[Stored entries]
* * * *
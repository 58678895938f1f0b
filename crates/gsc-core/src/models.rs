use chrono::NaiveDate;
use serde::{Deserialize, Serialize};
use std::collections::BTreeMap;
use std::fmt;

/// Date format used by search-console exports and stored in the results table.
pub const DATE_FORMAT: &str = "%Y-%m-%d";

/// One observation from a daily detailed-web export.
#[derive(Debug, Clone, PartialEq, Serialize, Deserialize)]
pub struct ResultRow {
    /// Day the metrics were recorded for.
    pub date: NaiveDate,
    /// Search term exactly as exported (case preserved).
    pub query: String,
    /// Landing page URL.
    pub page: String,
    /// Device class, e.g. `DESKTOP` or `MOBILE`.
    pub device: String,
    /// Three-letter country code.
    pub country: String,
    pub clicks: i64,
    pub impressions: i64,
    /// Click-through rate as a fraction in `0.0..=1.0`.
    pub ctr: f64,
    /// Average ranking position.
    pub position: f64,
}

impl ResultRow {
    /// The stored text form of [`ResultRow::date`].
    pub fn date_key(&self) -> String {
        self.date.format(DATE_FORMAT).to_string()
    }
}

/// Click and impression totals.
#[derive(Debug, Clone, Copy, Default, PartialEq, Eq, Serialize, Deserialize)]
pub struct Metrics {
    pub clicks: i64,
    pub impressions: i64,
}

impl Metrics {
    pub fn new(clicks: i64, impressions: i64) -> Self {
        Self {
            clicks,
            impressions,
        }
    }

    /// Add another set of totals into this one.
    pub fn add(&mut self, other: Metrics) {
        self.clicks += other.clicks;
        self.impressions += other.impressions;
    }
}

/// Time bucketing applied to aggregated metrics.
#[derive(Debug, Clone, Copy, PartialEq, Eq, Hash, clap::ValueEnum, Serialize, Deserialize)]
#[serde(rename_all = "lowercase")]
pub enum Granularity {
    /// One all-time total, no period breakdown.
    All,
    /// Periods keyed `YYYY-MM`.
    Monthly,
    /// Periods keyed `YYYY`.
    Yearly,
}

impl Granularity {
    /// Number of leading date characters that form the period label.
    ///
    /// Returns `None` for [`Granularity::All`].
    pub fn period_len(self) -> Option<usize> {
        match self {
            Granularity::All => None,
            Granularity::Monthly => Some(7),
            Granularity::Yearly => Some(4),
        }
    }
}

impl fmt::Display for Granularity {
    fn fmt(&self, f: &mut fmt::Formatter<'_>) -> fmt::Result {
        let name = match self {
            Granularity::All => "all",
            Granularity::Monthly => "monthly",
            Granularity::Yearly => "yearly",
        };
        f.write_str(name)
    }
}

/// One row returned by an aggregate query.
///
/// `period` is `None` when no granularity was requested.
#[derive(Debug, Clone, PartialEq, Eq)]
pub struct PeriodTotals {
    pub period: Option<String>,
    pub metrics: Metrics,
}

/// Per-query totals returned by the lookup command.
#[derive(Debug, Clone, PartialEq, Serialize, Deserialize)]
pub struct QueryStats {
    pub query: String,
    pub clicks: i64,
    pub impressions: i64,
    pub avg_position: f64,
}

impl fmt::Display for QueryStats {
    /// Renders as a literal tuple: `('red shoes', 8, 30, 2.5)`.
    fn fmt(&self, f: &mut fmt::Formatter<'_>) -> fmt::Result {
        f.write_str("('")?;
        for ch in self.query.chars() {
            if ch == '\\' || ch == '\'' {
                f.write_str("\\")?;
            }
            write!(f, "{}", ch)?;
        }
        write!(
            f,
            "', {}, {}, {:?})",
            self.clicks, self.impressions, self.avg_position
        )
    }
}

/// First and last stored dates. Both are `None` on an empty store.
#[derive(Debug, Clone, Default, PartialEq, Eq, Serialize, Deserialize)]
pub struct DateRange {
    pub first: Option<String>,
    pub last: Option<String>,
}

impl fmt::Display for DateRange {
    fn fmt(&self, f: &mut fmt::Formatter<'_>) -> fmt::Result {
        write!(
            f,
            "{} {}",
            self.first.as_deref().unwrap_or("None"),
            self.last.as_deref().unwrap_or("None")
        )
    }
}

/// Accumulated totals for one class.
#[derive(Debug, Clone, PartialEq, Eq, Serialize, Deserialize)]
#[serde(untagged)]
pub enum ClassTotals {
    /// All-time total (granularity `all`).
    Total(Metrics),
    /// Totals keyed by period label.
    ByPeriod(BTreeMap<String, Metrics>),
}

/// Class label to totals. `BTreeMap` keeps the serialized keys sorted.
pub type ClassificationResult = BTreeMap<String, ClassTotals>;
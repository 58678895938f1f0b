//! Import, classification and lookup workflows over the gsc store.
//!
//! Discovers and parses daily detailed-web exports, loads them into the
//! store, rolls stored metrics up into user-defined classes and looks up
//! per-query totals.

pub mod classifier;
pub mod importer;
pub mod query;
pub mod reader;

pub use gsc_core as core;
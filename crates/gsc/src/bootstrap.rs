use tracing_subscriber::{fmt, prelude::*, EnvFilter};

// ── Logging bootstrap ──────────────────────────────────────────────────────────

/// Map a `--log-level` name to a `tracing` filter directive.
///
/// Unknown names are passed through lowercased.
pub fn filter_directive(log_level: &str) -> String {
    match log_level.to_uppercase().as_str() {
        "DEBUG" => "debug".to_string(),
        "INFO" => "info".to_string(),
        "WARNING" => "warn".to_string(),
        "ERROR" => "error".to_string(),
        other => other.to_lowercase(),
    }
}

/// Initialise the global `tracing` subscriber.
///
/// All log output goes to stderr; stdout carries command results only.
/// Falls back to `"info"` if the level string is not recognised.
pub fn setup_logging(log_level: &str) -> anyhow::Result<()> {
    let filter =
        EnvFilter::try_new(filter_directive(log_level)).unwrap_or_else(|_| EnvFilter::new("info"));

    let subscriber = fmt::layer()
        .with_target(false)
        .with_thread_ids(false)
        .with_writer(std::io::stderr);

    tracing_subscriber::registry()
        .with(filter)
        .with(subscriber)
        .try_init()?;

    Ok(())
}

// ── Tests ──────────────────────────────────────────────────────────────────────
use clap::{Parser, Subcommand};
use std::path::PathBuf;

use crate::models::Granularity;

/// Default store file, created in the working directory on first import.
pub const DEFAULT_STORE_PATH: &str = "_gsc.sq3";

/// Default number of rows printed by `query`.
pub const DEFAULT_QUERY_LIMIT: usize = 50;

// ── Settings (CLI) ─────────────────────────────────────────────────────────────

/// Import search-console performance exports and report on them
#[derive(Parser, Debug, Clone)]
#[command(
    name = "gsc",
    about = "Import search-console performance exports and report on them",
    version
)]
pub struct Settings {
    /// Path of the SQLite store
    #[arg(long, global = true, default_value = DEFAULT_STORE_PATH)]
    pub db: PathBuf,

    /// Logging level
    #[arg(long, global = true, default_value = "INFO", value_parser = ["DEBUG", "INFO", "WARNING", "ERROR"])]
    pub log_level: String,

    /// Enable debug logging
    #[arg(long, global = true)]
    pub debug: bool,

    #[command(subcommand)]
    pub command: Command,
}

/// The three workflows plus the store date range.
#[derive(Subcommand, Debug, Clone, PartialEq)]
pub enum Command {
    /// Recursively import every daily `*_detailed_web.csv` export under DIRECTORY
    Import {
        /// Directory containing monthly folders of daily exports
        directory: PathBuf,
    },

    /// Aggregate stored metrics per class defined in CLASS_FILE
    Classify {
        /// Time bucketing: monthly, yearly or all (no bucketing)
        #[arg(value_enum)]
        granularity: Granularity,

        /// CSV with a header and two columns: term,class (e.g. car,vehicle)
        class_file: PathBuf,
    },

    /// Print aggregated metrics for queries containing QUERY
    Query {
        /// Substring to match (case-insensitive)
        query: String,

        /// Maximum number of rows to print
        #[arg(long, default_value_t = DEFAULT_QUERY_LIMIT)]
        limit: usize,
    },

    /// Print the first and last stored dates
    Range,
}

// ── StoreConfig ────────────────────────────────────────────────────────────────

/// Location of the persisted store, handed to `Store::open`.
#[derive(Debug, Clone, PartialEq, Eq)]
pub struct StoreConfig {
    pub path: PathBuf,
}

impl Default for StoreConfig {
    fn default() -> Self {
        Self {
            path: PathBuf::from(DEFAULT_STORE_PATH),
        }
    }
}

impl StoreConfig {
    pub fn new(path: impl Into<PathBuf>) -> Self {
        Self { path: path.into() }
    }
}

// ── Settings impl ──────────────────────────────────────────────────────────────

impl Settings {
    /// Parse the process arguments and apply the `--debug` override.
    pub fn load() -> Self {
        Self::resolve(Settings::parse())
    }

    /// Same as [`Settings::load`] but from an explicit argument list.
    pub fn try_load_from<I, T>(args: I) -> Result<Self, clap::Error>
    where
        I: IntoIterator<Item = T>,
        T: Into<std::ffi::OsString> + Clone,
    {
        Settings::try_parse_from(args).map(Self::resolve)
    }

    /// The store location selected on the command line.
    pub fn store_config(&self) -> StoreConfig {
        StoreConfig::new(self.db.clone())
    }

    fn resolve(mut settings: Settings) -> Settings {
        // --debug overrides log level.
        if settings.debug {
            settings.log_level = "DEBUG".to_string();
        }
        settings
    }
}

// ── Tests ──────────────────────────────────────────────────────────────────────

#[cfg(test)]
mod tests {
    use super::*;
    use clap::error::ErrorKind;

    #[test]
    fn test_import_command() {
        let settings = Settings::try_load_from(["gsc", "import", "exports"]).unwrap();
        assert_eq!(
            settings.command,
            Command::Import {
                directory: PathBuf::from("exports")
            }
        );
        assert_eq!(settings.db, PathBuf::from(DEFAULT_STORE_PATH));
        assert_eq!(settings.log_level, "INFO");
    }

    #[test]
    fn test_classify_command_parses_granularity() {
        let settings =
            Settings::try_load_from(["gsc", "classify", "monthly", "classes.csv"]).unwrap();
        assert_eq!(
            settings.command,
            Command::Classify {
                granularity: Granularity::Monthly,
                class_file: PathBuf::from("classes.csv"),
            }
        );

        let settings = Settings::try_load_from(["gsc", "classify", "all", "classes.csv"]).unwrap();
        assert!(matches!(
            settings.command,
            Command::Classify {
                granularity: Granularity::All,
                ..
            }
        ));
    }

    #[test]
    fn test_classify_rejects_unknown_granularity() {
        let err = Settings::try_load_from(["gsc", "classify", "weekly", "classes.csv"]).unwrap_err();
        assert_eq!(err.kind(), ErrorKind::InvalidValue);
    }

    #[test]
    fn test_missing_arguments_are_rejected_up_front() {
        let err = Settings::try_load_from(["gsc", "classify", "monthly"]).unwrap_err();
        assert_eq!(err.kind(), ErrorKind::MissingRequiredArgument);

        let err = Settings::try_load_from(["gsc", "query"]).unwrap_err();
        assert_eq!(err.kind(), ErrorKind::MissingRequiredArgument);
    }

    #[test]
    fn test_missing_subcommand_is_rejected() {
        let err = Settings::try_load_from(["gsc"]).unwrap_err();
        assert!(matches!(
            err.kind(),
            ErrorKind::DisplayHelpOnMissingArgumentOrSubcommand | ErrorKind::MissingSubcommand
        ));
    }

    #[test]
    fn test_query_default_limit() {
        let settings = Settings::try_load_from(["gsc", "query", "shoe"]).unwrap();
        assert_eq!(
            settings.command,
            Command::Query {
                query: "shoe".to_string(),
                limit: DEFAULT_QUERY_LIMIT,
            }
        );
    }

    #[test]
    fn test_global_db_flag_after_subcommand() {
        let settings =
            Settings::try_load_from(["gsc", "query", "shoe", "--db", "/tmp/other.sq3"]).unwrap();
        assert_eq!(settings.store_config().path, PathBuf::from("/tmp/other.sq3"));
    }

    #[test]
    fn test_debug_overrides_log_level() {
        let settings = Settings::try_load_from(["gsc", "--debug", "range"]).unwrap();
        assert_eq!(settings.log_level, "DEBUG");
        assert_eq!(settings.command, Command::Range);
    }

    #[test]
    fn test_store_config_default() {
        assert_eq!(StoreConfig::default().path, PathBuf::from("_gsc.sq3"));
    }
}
* * * *
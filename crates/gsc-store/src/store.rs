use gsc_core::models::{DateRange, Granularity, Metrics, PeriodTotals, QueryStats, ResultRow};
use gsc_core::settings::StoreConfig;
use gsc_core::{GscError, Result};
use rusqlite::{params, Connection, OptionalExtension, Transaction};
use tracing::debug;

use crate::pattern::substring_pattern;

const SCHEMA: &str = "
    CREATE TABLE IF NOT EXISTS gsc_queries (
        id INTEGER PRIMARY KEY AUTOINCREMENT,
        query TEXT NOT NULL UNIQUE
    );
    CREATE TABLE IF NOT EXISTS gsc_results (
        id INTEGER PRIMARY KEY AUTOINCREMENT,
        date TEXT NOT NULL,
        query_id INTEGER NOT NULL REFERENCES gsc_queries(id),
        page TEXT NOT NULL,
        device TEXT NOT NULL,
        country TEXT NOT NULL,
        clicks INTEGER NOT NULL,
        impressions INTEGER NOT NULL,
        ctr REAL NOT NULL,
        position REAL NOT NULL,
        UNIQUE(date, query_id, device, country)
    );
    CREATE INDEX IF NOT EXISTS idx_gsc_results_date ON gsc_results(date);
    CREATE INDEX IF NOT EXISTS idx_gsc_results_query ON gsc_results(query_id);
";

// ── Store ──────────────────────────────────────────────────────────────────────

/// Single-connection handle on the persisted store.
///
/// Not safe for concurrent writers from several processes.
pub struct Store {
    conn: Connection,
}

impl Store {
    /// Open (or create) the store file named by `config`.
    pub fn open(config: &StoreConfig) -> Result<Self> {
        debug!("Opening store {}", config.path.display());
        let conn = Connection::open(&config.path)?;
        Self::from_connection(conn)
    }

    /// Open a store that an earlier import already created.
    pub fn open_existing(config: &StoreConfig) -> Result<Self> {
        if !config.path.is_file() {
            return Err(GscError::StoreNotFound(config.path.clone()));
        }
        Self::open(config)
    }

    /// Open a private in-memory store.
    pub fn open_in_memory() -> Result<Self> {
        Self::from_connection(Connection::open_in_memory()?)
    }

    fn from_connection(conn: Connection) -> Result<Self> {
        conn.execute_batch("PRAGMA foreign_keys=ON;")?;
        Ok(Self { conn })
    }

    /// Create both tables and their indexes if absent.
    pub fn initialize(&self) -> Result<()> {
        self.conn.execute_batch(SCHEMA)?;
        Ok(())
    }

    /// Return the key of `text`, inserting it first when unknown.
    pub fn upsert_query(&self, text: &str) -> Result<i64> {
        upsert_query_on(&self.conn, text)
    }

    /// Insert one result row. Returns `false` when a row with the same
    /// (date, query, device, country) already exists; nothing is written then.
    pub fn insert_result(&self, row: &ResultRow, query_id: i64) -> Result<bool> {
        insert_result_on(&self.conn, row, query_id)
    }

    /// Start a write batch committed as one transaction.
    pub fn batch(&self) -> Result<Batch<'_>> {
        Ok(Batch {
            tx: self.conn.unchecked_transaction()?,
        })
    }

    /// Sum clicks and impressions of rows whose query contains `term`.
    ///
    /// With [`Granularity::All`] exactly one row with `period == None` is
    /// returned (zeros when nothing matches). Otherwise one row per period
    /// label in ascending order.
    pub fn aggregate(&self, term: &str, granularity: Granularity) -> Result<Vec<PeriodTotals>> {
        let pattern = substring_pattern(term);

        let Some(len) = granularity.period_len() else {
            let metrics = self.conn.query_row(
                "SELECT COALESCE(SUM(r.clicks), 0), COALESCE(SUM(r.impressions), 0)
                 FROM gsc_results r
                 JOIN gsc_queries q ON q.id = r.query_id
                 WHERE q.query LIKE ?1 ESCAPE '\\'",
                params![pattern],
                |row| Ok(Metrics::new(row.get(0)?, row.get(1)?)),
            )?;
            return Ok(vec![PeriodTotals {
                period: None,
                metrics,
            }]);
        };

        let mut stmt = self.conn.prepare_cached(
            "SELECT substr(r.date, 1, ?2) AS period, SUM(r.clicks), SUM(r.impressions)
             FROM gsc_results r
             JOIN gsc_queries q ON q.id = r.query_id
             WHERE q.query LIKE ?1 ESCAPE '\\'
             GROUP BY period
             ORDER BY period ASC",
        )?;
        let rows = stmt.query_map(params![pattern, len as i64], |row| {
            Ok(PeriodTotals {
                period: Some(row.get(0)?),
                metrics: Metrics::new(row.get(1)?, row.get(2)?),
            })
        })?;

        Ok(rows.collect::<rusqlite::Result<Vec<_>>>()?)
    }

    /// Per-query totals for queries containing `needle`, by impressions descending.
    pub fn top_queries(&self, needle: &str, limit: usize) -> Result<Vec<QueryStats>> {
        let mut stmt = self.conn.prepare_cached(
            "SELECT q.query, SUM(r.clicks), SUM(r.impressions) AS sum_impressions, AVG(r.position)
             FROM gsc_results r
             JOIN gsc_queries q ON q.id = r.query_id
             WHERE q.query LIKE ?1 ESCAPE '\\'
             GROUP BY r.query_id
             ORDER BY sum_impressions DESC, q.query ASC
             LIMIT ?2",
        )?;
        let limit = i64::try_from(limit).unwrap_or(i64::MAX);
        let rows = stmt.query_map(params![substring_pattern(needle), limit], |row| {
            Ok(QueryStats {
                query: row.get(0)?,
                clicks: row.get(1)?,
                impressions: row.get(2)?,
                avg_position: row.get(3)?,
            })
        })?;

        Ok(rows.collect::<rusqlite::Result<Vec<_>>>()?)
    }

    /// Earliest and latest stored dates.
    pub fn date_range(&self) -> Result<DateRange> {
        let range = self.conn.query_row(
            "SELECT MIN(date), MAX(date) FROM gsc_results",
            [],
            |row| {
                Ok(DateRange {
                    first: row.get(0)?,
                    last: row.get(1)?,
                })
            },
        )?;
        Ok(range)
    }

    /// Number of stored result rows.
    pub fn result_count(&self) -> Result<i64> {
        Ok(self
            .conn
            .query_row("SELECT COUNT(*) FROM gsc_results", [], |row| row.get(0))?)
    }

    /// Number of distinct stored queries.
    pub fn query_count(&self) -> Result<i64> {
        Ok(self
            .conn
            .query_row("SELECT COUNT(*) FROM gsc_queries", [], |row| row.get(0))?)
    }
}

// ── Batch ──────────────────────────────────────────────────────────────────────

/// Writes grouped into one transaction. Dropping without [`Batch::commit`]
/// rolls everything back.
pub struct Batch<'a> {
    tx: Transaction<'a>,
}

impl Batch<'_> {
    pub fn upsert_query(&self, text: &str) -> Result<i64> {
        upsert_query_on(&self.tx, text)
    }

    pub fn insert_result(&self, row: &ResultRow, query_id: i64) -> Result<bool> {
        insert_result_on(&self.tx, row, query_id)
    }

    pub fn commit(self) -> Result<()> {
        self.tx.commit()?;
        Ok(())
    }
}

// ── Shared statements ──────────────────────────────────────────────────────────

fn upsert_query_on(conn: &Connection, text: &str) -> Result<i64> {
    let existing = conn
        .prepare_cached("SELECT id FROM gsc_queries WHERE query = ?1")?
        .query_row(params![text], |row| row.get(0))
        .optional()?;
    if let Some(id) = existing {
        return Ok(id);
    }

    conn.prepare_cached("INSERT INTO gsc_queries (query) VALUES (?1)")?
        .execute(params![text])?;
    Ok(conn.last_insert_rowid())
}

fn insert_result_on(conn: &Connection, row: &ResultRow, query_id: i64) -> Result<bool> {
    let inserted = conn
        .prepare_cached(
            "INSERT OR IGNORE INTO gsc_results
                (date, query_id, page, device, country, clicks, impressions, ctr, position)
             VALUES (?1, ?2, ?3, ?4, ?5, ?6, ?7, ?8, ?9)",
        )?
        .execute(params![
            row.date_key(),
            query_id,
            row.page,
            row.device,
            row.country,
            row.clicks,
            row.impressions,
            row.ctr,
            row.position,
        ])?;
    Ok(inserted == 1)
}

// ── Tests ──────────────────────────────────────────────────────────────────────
* * * *
**Your objective:** Please determine the number of lines in the records above that include the string "resolve", and answer with that number only.

**Exercise result:** 3